White City’s Invention Rooms are home to the Reach Out Makerspace and Imperial College Advanced Hackspace where local people and entrepreneurs can create using 3D printers and other tools.

Also located at the White City campus is the Translation & Innovation Hub (I-HUB). This is an incubator where companies work alongside researchers to develop concepts into final products, often 3D printing prototypes. 

Significant materials testing will take place at the Department of Chemistry’s Molecular Sciences Research Hub (MSRH) when it opens at White City in 2018.

Community activities at Imperial College's invention rooms. Photo via Imperial College London.
Community outreach at The Invention Rooms. Photo via Imperial College London.

UK additive manufacturing is promising but faces challenges

According to the report, additive manufacturing has the potential to offer “many economic, technical and environmental advantages” compared to traditional manufacturing approaches such as machining. This includes reduced production costs and times; the ability to create optimized objects; the option to use graded materials; flexible production; diminished waste;and readiness for “the digital revolution” and industry 4.0.

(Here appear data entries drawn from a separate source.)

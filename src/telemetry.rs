use crate::config::BridgeConfig;
use serde_json::{Map, Value};
use std::fs::OpenOptions;
use std::io;
use std::sync::atomic::{AtomicBool, Ordering};
use std::sync::{Mutex, OnceLock};
use tracing::Level;
use tracing_subscriber::fmt::time::UtcTime;

static TRACING_INIT: OnceLock<()> = OnceLock::new();
static LOG_CONTENT_ENABLED: AtomicBool = AtomicBool::new(false);

const REDACTED: &str = "<redacted>";

/// Install the global subscriber. Stdout carries the protocol, so records go
/// to stderr or to the configured trace log file.
pub fn init_tracing(config: &BridgeConfig) {
    let enabled = config.logging_enabled();
    LOG_CONTENT_ENABLED.store(enabled && config.log_content, Ordering::Relaxed);
    if !enabled {
        return;
    }

    let _ = TRACING_INIT.get_or_init(|| {
        let builder = tracing_subscriber::fmt()
            .with_max_level(Level::DEBUG)
            .with_timer(UtcTime::rfc_3339())
            .with_ansi(false);
        let _ = match (&config.trace_log, config.log_json) {
            (Some(path), json) => {
                let file = match OpenOptions::new().create(true).append(true).open(path) {
                    Ok(file) => file,
                    Err(_) => return,
                };
                let writer = Mutex::new(file);
                if json {
                    tracing::subscriber::set_global_default(
                        builder.json().with_writer(writer).finish(),
                    )
                } else {
                    tracing::subscriber::set_global_default(builder.with_writer(writer).finish())
                }
            }
            (None, true) => tracing::subscriber::set_global_default(
                builder.json().with_writer(io::stderr).finish(),
            ),
            (None, false) => {
                tracing::subscriber::set_global_default(builder.with_writer(io::stderr).finish())
            }
        };
    });
}

/// Whether request parameters may be logged.
pub fn log_content_enabled() -> bool {
    LOG_CONTENT_ENABLED.load(Ordering::Relaxed)
}

/// Copy of `params` safe for logs: every `password` value, at any depth, is
/// replaced.
pub fn redact_params(params: &Map<String, Value>) -> Value {
    Value::Object(
        params
            .iter()
            .map(|(key, value)| (key.clone(), redact_value(key, value)))
            .collect(),
    )
}

fn redact_value(key: &str, value: &Value) -> Value {
    if key.eq_ignore_ascii_case("password") {
        return Value::String(REDACTED.to_string());
    }
    match value {
        Value::Object(map) => redact_params(map),
        Value::Array(items) => Value::Array(items.iter().map(|item| redact_value("", item)).collect()),
        other => other.clone(),
    }
}

#[cfg(test)]
pub(crate) fn set_log_content_for_tests(enabled: bool) {
    LOG_CONTENT_ENABLED.store(enabled, Ordering::Relaxed);
}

However, the report warns that there are number of major challenges to address before additive manufacturing progresses beyond high-value applications. This includes better industry standards, a faster route to end-products, improved IP and security measures, and more suitably trained personnel.

The report's recommendations on how additive manufacturing processes may be improved across the supply chain. Image via Imperial
The report’s recommendations on how additive manufacturing processes may be improved across the supply chain. Image via Imperial.

Addressing these challenges at Imperial

The report claims that solutions to these needs may be found in the joint field of molecular science and engineering. In this case, research scientists may hope to tune the structure of materials on an atomic scale to make them more dynamic and multifunctional. This may include the study of metamaterials with engineered behaviours outside of their natural limits. 

As an example the report cites a connection between the microstructure and the mechanical response of end-use objects. A particular Imperial study into 3D printed AISI 316L steel revealed the reason behind the material’s good ductility.

Finding a faster route to end use products

Bringing together chemical research scientists with engineers who work on end-use products may make the route from concept to industrial application faster and more cost-efficient.

Large-scale Electrochemical Additive Manufacturing (ECAM) experiments at Imperial have revealed a faster and more efficient method of 3D printing metal. This another example of how the university hopes to impact the future of metal 3D printing for the desktop.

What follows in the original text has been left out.